## Work order
Return only those lines of the material that contain "after".
——
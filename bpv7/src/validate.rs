/*!
Structural and cryptographic validation of a decoded or constructed bundle.
*/

use super::*;
use block::{BlockData, Type};
use hashbrown::HashSet;

/// Validates `bundle` with the built-in block types and security contexts.
pub fn validate(bundle: &Bundle) -> Result<(), Error> {
    validate_with(bundle, block::registry(), bpsec::contexts())
}

pub fn validate_with(
    bundle: &Bundle,
    registry: &block::Registry,
    contexts: &bpsec::ContextRegistry,
) -> Result<(), Error> {
    // Whole bundle
    let mut numbers = HashSet::with_capacity(bundle.blocks.len());
    for block in &bundle.blocks {
        if !numbers.insert(block.number) {
            return Err(Error::DuplicateBlockNumber(block.number));
        }
    }
    match bundle.blocks.last() {
        None => return Err(Error::MissingPayload),
        Some(block) if block.block_type != Type::Payload => {
            return Err(if bundle.payload().is_none() {
                Error::MissingPayload
            } else {
                Error::PayloadNotFinal
            });
        }
        _ => {}
    }

    let primary = &bundle.primary;
    crc::check_crc_value(primary.crc_type, primary.received_crc, &primary.encode())?;
    if primary.flags.is_fragment && primary.fragment_offset >= primary.total_data_length {
        return Err(Error::InvalidFragmentInfo(
            primary.fragment_offset,
            primary.total_data_length,
        ));
    }

    // Per block
    let mut seen = HashSet::new();
    for block in &bundle.blocks {
        match (block.number, block.block_type) {
            (1, Type::Payload) => {}
            (0, _) | (1, _) | (_, Type::Payload) => {
                return Err(Error::InvalidBlockNumber(block.number, block.block_type));
            }
            _ => {}
        }
        if !block.data.matches(block.block_type) {
            return Err(Error::BlockDataMismatch(block.block_type));
        }
        if let Type::Payload | Type::PreviousNode | Type::BundleAge | Type::HopCount =
            block.block_type
        {
            if !seen.insert(block.block_type) {
                return Err(Error::DuplicateBlocks(block.block_type));
            }
        }
        crc::check_crc_value(
            block.crc_type,
            block.received_crc,
            &block.encode_with(registry)?,
        )?;
    }

    if primary.timestamp.creation_time.is_none() && bundle.bundle_age().is_none() {
        return Err(Error::MissingBundleAge);
    }

    // Security blocks, once everything they can target is known to be sound
    for block in &bundle.blocks {
        if let BlockData::Security(asb) = &block.data {
            bpsec::check(bundle, block.number, asb, contexts, registry)?;
        }
    }
    Ok(())
}
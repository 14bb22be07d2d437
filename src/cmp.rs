//! Ordering strategies for the heap algorithms.
//!
//! Every `_by` operation in this crate is parameterized by a [`Less`] strategy
//! rather than by the [`PartialOrd`] implementation of the element type. Any
//! closure of the form `Fn(&T, &T) -> bool` is already a strategy; the types in
//! this module cover the common cases that would otherwise be written out by
//! hand.
//!
//! [`PartialOrd`]: core::cmp::PartialOrd


/// A strict weak ordering over `T`, expressed as a "strictly less than"
/// predicate.
///
/// Implementations must be irreflexive (`less(a, a)` is false), transitive,
/// and treat incomparability as an equivalence relation for the elements
/// taking part in any single call. The heap algorithms never panic or access
/// out-of-range positions when a strategy breaks these rules, but the
/// resulting arrangement is then unspecified.
///
/// # Examples
///
/// ```
/// use slice_heap::{make_heap_by, Less};
///
/// // order by absolute value
/// struct Magnitude;
///
/// impl Less<i32> for Magnitude {
///     fn less(&self, a: &i32, b: &i32) -> bool {
///         a.unsigned_abs() < b.unsigned_abs()
///     }
/// }
///
/// let mut v = [3, -7, 1, 5];
/// make_heap_by(&mut v, Magnitude);
/// assert_eq!(v[0], -7);
/// ```
pub trait Less<T: ?Sized> {
    /// Returns `true` if `a` is ordered strictly before `b`.
    fn less(&self, a: &T, b: &T) -> bool;
}

impl<T, F> Less<T> for F
where
    T: ?Sized,
    F: ?Sized + Fn(&T, &T) -> bool,
{
    #[inline]
    fn less(&self, a: &T, b: &T) -> bool {
        self(a, b)
    }
}

/// Flips the strategy it wraps, so that a max-heap under `O` becomes a
/// min-heap.
///
/// ```
/// use slice_heap::{make_heap_by, NaturalOrder, Reversed};
///
/// let mut v = [4, 8, 2, 6];
/// make_heap_by(&mut v, Reversed(NaturalOrder::new()));
/// assert_eq!(v[0], 2);
/// ```
#[derive(Clone, Copy, Debug, Default, PartialEq, Eq)]
pub struct Reversed<O>(pub O);

impl<T: ?Sized, O: Less<T>> Less<T> for Reversed<O> {
    #[inline]
    fn less(&self, a: &T, b: &T) -> bool {
        self.0.less(b, a)
    }
}

/// Returns the lesser of `a` and `b` under `less`; `a` when they are
/// equivalent.
///
/// ```
/// use slice_heap::min_by_less;
///
/// let (a, b) = ((1, 'a'), (1, 'b'));
/// let by_number = |x: &(i32, char), y: &(i32, char)| x.0 < y.0;
/// assert_eq!(min_by_less(&a, &b, by_number), &a);
/// ```
#[inline]
pub fn min_by_less<'a, T, O>(a: &'a T, b: &'a T, less: O) -> &'a T
where
    T: ?Sized,
    O: Less<T>,
{
    if less.less(b, a) {
        b
    } else {
        a
    }
}

/// Returns the greater of `a` and `b` under `less`; `a` when they are
/// equivalent.
///
/// ```
/// use slice_heap::max_by_less;
///
/// let (a, b) = ((1, 'a'), (1, 'b'));
/// let by_number = |x: &(i32, char), y: &(i32, char)| x.0 < y.0;
/// assert_eq!(max_by_less(&a, &b, by_number), &a);
/// assert_eq!(max_by_less(&a, &(2, 'c'), by_number), &(2, 'c'));
/// ```
#[inline]
pub fn max_by_less<'a, T, O>(a: &'a T, b: &'a T, less: O) -> &'a T
where
    T: ?Sized,
    O: Less<T>,
{
    if less.less(a, b) {
        b
    } else {
        a
    }
}
//! Random-access sequences the heap algorithms can operate on.

use alloc::{collections::VecDeque, vec::Vec};
use core::ops::{Bound, RangeBounds};


/// A fixed-length, randomly addressable run of elements.
///
/// Positions are `usize` offsets from the start of the sequence. The heap
/// algorithms only ever read elements and exchange pairs of them, so this is
/// all a sequence has to provide; it is implemented for slices, arrays,
/// [`Vec`], [`VecDeque`], mutable references to any of those, and [`Region`].
pub trait Sequence {
    /// The element type.
    type Item;

    /// Returns the number of elements in the sequence.
    fn len(&self) -> usize;

    /// Returns `true` if the sequence has no elements.
    #[inline]
    fn is_empty(&self) -> bool {
        self.len() == 0
    }

    /// Returns a reference to the element at `index`.
    ///
    /// # Panics
    ///
    /// Panics if `index >= self.len()`.
    fn get(&self, index: usize) -> &Self::Item;

    /// Exchanges the elements at positions `a` and `b`.
    ///
    /// # Panics
    ///
    /// Panics if either position is out of bounds.
    fn swap(&mut self, a: usize, b: usize);
}

impl<T> Sequence for [T] {
    type Item = T;

    #[inline]
    fn len(&self) -> usize {
        <[T]>::len(self)
    }

    #[inline]
    fn get(&self, index: usize) -> &T {
        &self[index]
    }

    #[inline]
    fn swap(&mut self, a: usize, b: usize) {
        <[T]>::swap(self, a, b)
    }
}

impl<T, const N: usize> Sequence for [T; N] {
    type Item = T;

    #[inline]
    fn len(&self) -> usize {
        N
    }

    #[inline]
    fn get(&self, index: usize) -> &T {
        &self[index]
    }

    #[inline]
    fn swap(&mut self, a: usize, b: usize) {
        self.as_mut_slice().swap(a, b)
    }
}

impl<T> Sequence for Vec<T> {
    type Item = T;

    #[inline]
    fn len(&self) -> usize {
        Vec::len(self)
    }

    #[inline]
    fn get(&self, index: usize) -> &T {
        &self[index]
    }

    #[inline]
    fn swap(&mut self, a: usize, b: usize) {
        self.as_mut_slice().swap(a, b)
    }
}

impl<T> Sequence for VecDeque<T> {
    type Item = T;

    #[inline]
    fn len(&self) -> usize {
        VecDeque::len(self)
    }

    #[inline]
    fn get(&self, index: usize) -> &T {
        &self[index]
    }

    #[inline]
    fn swap(&mut self, a: usize, b: usize) {
        VecDeque::swap(self, a, b)
    }
}

impl<S: ?Sized + Sequence> Sequence for &mut S {
    type Item = S::Item;

    #[inline]
    fn len(&self) -> usize {
        (**self).len()
    }

    #[inline]
    fn get(&self, index: usize) -> &S::Item {
        (**self).get(index)
    }

    #[inline]
    fn swap(&mut self, a: usize, b: usize) {
        (**self).swap(a, b)
    }
}

/// A half-open sub-range `[first, last)` of another sequence, itself usable as
/// a sequence whose position 0 is `first`.
///
/// Slices can simply be re-sliced; `Region` exists for sequences that cannot,
/// such as a [`VecDeque`] whose storage has wrapped around. Every access
/// through a region is bounds-checked against the region, never only against
/// the underlying sequence.
///
/// ```
/// use std::collections::VecDeque;
/// use slice_heap::{is_heap, make_heap, Region};
///
/// let mut deque = VecDeque::from([9, 1, 2, 3, 0]);
/// deque.rotate_left(2);
///
/// let mut region = Region::new(&mut deque, 1..4);
/// make_heap(&mut region);
/// assert!(is_heap(&region));
/// assert_eq!(deque, [2, 9, 0, 3, 1]);
/// ```
#[derive(Debug)]
pub struct Region<'a, S: ?Sized> {
    seq: &'a mut S,
    first: usize,
    last: usize,
}

impl<'a, S: ?Sized + Sequence> Region<'a, S> {
    /// Borrows the positions of `seq` that fall within `range`.
    ///
    /// # Panics
    ///
    /// Panics if the range starts after it ends, or ends past the end of
    /// `seq`, exactly as slicing would.
    pub fn new<R: RangeBounds<usize>>(seq: &'a mut S, range: R) -> Self {
        let len = seq.len();
        let first = match range.start_bound() {
            Bound::Included(&start) => start,
            Bound::Excluded(&start) => start.saturating_add(1),
            Bound::Unbounded => 0,
        };
        let last = match range.end_bound() {
            Bound::Included(&end) => end.saturating_add(1),
            Bound::Excluded(&end) => end,
            Bound::Unbounded => len,
        };
        assert!(first <= last, "region starts at {first} but ends at {last}");
        assert!(last <= len, "region end {last} out of range for sequence of length {len}");
        Region { seq, first, last }
    }

    /// Position of the region's first element within the underlying sequence.
    #[inline]
    pub fn first(&self) -> usize {
        self.first
    }

    /// Position one past the region's last element within the underlying
    /// sequence.
    #[inline]
    pub fn last(&self) -> usize {
        self.last
    }

    /// Releases the borrow of the underlying sequence.
    #[inline]
    pub fn into_inner(self) -> &'a mut S {
        self.seq
    }

    #[inline]
    fn offset(&self, index: usize) -> usize {
        assert!(
            index < self.last - self.first,
            "index {index} out of range for region of length {}",
            self.last - self.first
        );
        self.first + index
    }
}

impl<S: ?Sized + Sequence> Sequence for Region<'_, S> {
    type Item = S::Item;

    #[inline]
    fn len(&self) -> usize {
        self.last - self.first
    }

    #[inline]
    fn get(&self, index: usize) -> &S::Item {
        self.seq.get(self.offset(index))
    }

    #[inline]
    fn swap(&mut self, a: usize, b: usize) {
        let (a, b) = (self.offset(a), self.offset(b));
        self.seq.swap(a, b)
    }
}
#![allow(unused_imports)]

mod definitions {
    use cfg_if::cfg_if;

    cfg_if! {
        if #[cfg(feature = "error_in_core")] {
            pub use core::error::Error;
        } else if #[cfg(feature = "std")] {
            pub use std::error::Error;
        }
    }
}

#[cfg(any(feature = "error_in_core", feature = "std"))]
pub(crate) use definitions::Error;
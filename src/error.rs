use core::fmt::{self, Display};

/// The error type for the checked heap operations
/// ([`try_push_heap`](crate::try_push_heap) and friends).
///
/// The sequence is left untouched whenever one of these is returned.
#[derive(Clone, Copy, PartialEq, Eq, Debug)]
pub enum HeapError {
    /// The operation needs at least one element but the sequence was empty.
    EmptyRange,

    /// The sequence does not satisfy the heap invariant it was required to.
    NotAHeap {
        /// The first position whose element is ordered after its parent's,
        /// as reported by [`is_heap_until`](crate::is_heap_until).
        index: usize,
    },
}

impl Display for HeapError {
    fn fmt(&self, fmt: &mut fmt::Formatter<'_>) -> fmt::Result {
        match *self {
            HeapError::EmptyRange => fmt.write_str("operation requires a non-empty range"),
            HeapError::NotAHeap { index } => {
                write!(fmt, "range is not a heap: element {index} is greater than its parent")
            }
        }
    }
}

#[cfg(any(feature = "error_in_core", feature = "std"))]
impl crate::polyfill::Error for HeapError {}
——
## Solution to the exercise
    /// Panics if the range starts after it ends, or ends past the end of
        /// The first position whose element is ordered after its parent's,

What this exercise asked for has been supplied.